Air France told a workers’ council it will eliminate 1,605 jobs this year, with all cuts to come through voluntary departures, people familiar with the situation said.
Ground staff, including mechanics and airport workers, account for the vast majority of the cuts, with 1,405 jobs set to go, or 3 percent of their total, the people said declining to be named because the talks are private. Flight attendants will see their number reduced by 200 from 13,720 currently. Formal discussions with pilots start March 10, though the company aims to change work practices to boost productivity rather than reduce headcount. In total Air France has about 64,000 employees.

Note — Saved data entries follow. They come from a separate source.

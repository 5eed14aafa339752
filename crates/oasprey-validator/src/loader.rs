//! Loading OpenAPI documents from files or in-memory values

use std::path::{Path, PathBuf};

use oasprey_core::json_type_name;
use serde_json::Value;

use crate::spec::{ApiSpec, OpenApiSpec};

/// Where a document comes from.
#[derive(Debug, Clone)]
pub enum SpecSource {
    /// Absolute path to a YAML or JSON file
    Path(PathBuf),
    /// Already parsed document
    Object(Value),
}

impl From<PathBuf> for SpecSource {
    fn from(path: PathBuf) -> Self {
        Self::Path(path)
    }
}

impl From<&Path> for SpecSource {
    fn from(path: &Path) -> Self {
        Self::Path(path.to_path_buf())
    }
}

impl From<&str> for SpecSource {
    fn from(path: &str) -> Self {
        Self::Path(PathBuf::from(path))
    }
}

impl From<Value> for SpecSource {
    fn from(document: Value) -> Self {
        Self::Object(document)
    }
}

#[derive(Debug, thiserror::Error)]
pub enum LoadError {
    #[error(
        "The provided argument must be either an absolute filepath or an object representing an OpenAPI specification.\nError details: {0}"
    )]
    InvalidArgument(String),
    #[error("Invalid OpenAPI spec: {0}")]
    InvalidSpec(String),
}

/// Load and check a document.
///
/// # Errors
///
/// [`LoadError::InvalidArgument`] for relative or unreadable paths,
/// unparseable files and non-object values; [`LoadError::InvalidSpec`]
/// when the document fails the structural check.
pub fn load_spec(source: impl Into<SpecSource>) -> Result<ApiSpec, LoadError> {
    let document = match source.into() {
        SpecSource::Path(path) => read_document(&path)?,
        SpecSource::Object(document) => {
            if !document.is_object() {
                return Err(LoadError::InvalidArgument(format!(
                    "Received type '{}'",
                    json_type_name(&document)
                )));
            }
            document
        }
    };
    make_api_spec(document)
}

fn read_document(path: &Path) -> Result<Value, LoadError> {
    if !path.is_absolute() {
        return Err(LoadError::InvalidArgument(format!(
            "'{}' is not an absolute filepath",
            path.display()
        )));
    }
    let content = std::fs::read_to_string(path).map_err(|e| {
        LoadError::InvalidArgument(format!("Unable to read '{}': {e}", path.display()))
    })?;
    if content.trim().is_empty() {
        return Err(LoadError::InvalidSpec("document is empty".to_string()));
    }
    let document = parse_document(path, &content)
        .map_err(|e| LoadError::InvalidArgument(format!("Invalid YAML or JSON:\n{e}")))?;
    tracing::debug!(path = %path.display(), "loaded API spec file");
    Ok(document)
}

/// Parse YAML or JSON.
///
/// Detection strategy: try extension first (`.yaml`/`.yml`/`.json`), then fall
/// back to content sniffing (leading `{` → JSON, otherwise YAML).
///
/// # Errors
///
/// Returns the parser's message.
pub fn parse_document(path: &Path, content: &str) -> Result<Value, String> {
    let ext = path
        .extension()
        .and_then(|e| e.to_str())
        .unwrap_or("")
        .to_ascii_lowercase();

    match ext.as_str() {
        "yaml" | "yml" => serde_yml::from_str(content).map_err(|e| e.to_string()),
        "json" => serde_json::from_str(content).map_err(|e| e.to_string()),
        _ => {
            if content.trim_start().starts_with('{') {
                serde_json::from_str(content).map_err(|e| e.to_string())
            } else {
                serde_yml::from_str(content).map_err(|e| e.to_string())
            }
        }
    }
}

/// Build the version-specific accessor after a structural check.
///
/// # Errors
///
/// [`LoadError::InvalidSpec`] listing every structural problem.
pub fn make_api_spec(document: Value) -> Result<ApiSpec, LoadError> {
    let problems = structural_problems(&document);
    if !problems.is_empty() {
        return Err(LoadError::InvalidSpec(format!("{problems:?}")));
    }
    let spec = ApiSpec::from_document(document);
    tracing::debug!(version = spec.version(), paths = spec.paths().len(), "API spec ready");
    Ok(spec)
}

/// Minimal shape every OpenAPI 2/3 document must have.
fn structural_problems(document: &Value) -> Vec<String> {
    let Some(obj) = document.as_object() else {
        return vec![format!(
            "document must be an object, found {}",
            json_type_name(document)
        )];
    };
    let mut problems = Vec::new();

    let swagger = obj.get("swagger").and_then(Value::as_str);
    let openapi = obj.get("openapi").and_then(Value::as_str);
    let paths_required = match (swagger, openapi) {
        (Some("2.0"), _) => true,
        (None, Some(version)) if version.starts_with("3.") => !version.starts_with("3.1"),
        _ => {
            problems.push(
                "document must declare swagger: 2.0 or openapi: 3.x.y as a string".to_string(),
            );
            true
        }
    };

    match obj.get("info").and_then(Value::as_object) {
        None => problems.push("info must be an object".to_string()),
        Some(info) => {
            for field in ["title", "version"] {
                if !info.get(field).is_some_and(Value::is_string) {
                    problems.push(format!("info.{field} must be a string"));
                }
            }
        }
    }

    match obj.get("paths") {
        Some(Value::Object(_)) => {}
        None if !paths_required => {}
        None => problems.push("paths is required".to_string()),
        Some(_) => problems.push("paths must be an object".to_string()),
    }

    problems
}
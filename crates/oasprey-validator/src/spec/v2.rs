//! Swagger 2.0 documents

use oasprey_core::{ActualRequest, ValidationError};
use serde_json::{Map, Value};

use super::OpenApiSpec;
use crate::path::{
    DEFAULT_BASE_PATH, find_openapi_path_matching_possible_pathnames, pathname_without_base_path,
};
use crate::schema::{SchemaDialect, SharedDefinitions};

const RESPONSE_REF_PREFIX: &str = "#/responses/";

/// Accessor for a Swagger 2.0 document.
#[derive(Debug, Clone)]
pub struct OpenApi2Spec {
    document: Value,
}

impl OpenApi2Spec {
    #[must_use]
    pub fn new(document: Value) -> Self {
        Self { document }
    }

    /// Whether the document sets `basePath` itself
    #[must_use]
    pub fn did_user_define_base_path(&self) -> bool {
        self.document.get("basePath").and_then(Value::as_str).is_some()
    }

    /// Declared `basePath`, `/` when absent
    #[must_use]
    pub fn base_path(&self) -> &str {
        self.document
            .get("basePath")
            .and_then(Value::as_str)
            .unwrap_or(DEFAULT_BASE_PATH)
    }
}

impl OpenApiSpec for OpenApi2Spec {
    fn document(&self) -> &Value {
        &self.document
    }

    fn find_openapi_path_matching_request(
        &self,
        request: &ActualRequest,
    ) -> Result<&str, ValidationError> {
        let pathname = request.pathname();
        let base_path = self.base_path();
        if self.did_user_define_base_path() && !pathname.starts_with(base_path) {
            return Err(ValidationError::base_path_not_found(
                &request.method_upper(),
                pathname,
                base_path,
            ));
        }

        let stripped = pathname_without_base_path(base_path, pathname);
        let paths = self.paths();
        let openapi_path = find_openapi_path_matching_possible_pathnames(&[stripped], &paths)
            .ok_or_else(|| ValidationError::path_not_found(&request.method_upper(), pathname))?;
        tracing::debug!(pathname, base_path, openapi_path, "matched path");
        Ok(openapi_path)
    }

    fn find_response_definition(&self, reference: &str) -> Option<&Value> {
        let name = reference.split(RESPONSE_REF_PREFIX).nth(1)?;
        self.document.get("responses")?.get(name)
    }

    fn shared_definitions(&self) -> SharedDefinitions<'_> {
        SharedDefinitions::Definitions(self.document.get("definitions"))
    }

    fn schema_objects(&self) -> Option<&Map<String, Value>> {
        self.document.get("definitions").and_then(Value::as_object)
    }

    fn dialect(&self) -> SchemaDialect {
        SchemaDialect::OpenApi2
    }

    fn response_schema<'a>(&self, response: &'a Value) -> Option<&'a Value> {
        response.get("schema")
    }
}

#[cfg(test)]
mod tests {
    use super::*;
    use oasprey_core::{ActualResponse, ErrorCode};
    use serde_json::json;

    fn spec(base_path: Option<&str>) -> OpenApi2Spec {
        let mut doc = json!({
            "swagger": "2.0",
            "info": { "title": "t", "version": "1" },
            "paths": {
                "/test": {
                    "get": {
                        "responses": {
                            "200": { "description": "ok", "schema": { "type": "string" } },
                            "400": { "$ref": "#/responses/BadRequest" }
                        }
                    }
                }
            },
            "responses": {
                "BadRequest": {
                    "description": "bad",
                    "schema": { "$ref": "#/definitions/Problem" }
                }
            },
            "definitions": {
                "Problem": {
                    "type": "object",
                    "required": ["detail"],
                    "properties": { "detail": { "type": "string" } }
                }
            }
        });
        if let Some(base) = base_path {
            doc["basePath"] = json!(base);
        }
        OpenApi2Spec::new(doc)
    }

    fn get(path: &str, status: u16, body: Value) -> ActualResponse {
        ActualResponse::new(status, ActualRequest::new("GET", path), body)
    }

    #[test]
    fn default_base_path() {
        let spec = spec(None);
        assert!(!spec.did_user_define_base_path());
        assert_eq!(spec.base_path(), "/");
        assert!(spec.validate_response(&get("/test", 200, json!("ok"))).is_ok());
    }

    #[test]
    fn declared_base_path_is_stripped() {
        let spec = spec(Some("/api/v1"));
        assert!(spec.did_user_define_base_path());
        assert!(spec.validate_response(&get("/api/v1/test", 200, json!("ok"))).is_ok());
    }

    #[test]
    fn base_path_with_trailing_slash() {
        let spec = spec(Some("/api/"));
        assert!(spec.validate_response(&get("/api/test", 200, json!("ok"))).is_ok());
    }

    #[test]
    fn base_path_not_prefix() {
        let spec = spec(Some("/api/v1"));
        let err = spec.validate_response(&get("/test", 200, json!("ok"))).unwrap_err();
        assert_eq!(err.code, ErrorCode::BasePathNotFound);
        assert!(err.message.contains("'/api/v1'"));
    }

    #[test]
    fn path_not_found_after_base_path() {
        let spec = spec(Some("/api/v1"));
        let err = spec
            .validate_response(&get("/api/v1/other", 200, json!("ok")))
            .unwrap_err();
        assert_eq!(err.code, ErrorCode::PathNotFound);
    }

    #[test]
    fn response_ref_and_definitions() {
        let spec = spec(None);
        assert!(
            spec.validate_response(&get("/test", 400, json!({"detail": "x"})))
                .is_ok()
        );
        let err = spec
            .validate_response(&get("/test", 400, json!({"detail": 1})))
            .unwrap_err();
        assert_eq!(err.code, ErrorCode::InvalidBody);
        assert!(err.message.starts_with("response.detail "), "{}", err.message);
    }

    #[test]
    fn schema_objects_are_definitions() {
        let spec = spec(None);
        assert_eq!(spec.schema_names(), vec!["Problem"]);
        assert!(spec.find_response_definition("#/responses/BadRequest").is_some());
        assert!(spec.find_response_definition("#/responses/Nope").is_none());
        assert!(spec.find_response_definition("BadRequest").is_none());
    }
}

Squeezed by low-cost specialists led by Ryanair Holdings Plc in Europe and fast-expanding Persian Gulf carriers including Emirates on long-haul routes, Air France-KLM Group Chief Executive Alexandre de Juniac has been relentlessly trying to lower the airline’s cost base since he joined the company four years ago.
With de Juniac’s first four-year plan wrapping up at the end of last year and Air France still lagging rivals, de Juniac warned that employees would have to accept further changes or face routes closures and a reduced fleet. Since then workers have agreed in principle to support fresh efforts and today’s 1,605 cuts amount to just over half the 2,993 figure threatened in December.
The airline now plans to expand capacity by 2 to 3 percent annually between 2017 and 2020. Even so, when Air France-KLM reported its a profit for the first time in six years last week, Juniac warned unions to forget about any easing of the assault on costs if they wanted the company to survive.
“Our position relative to our main rivals hasn’t changed,” he said Feb. 18. “We still need to ask for additional reforms if we want to bridge the gap in competitiveness, if we want to lower costs and be able to buy planes, hire workers and grow in a sustainable manner.”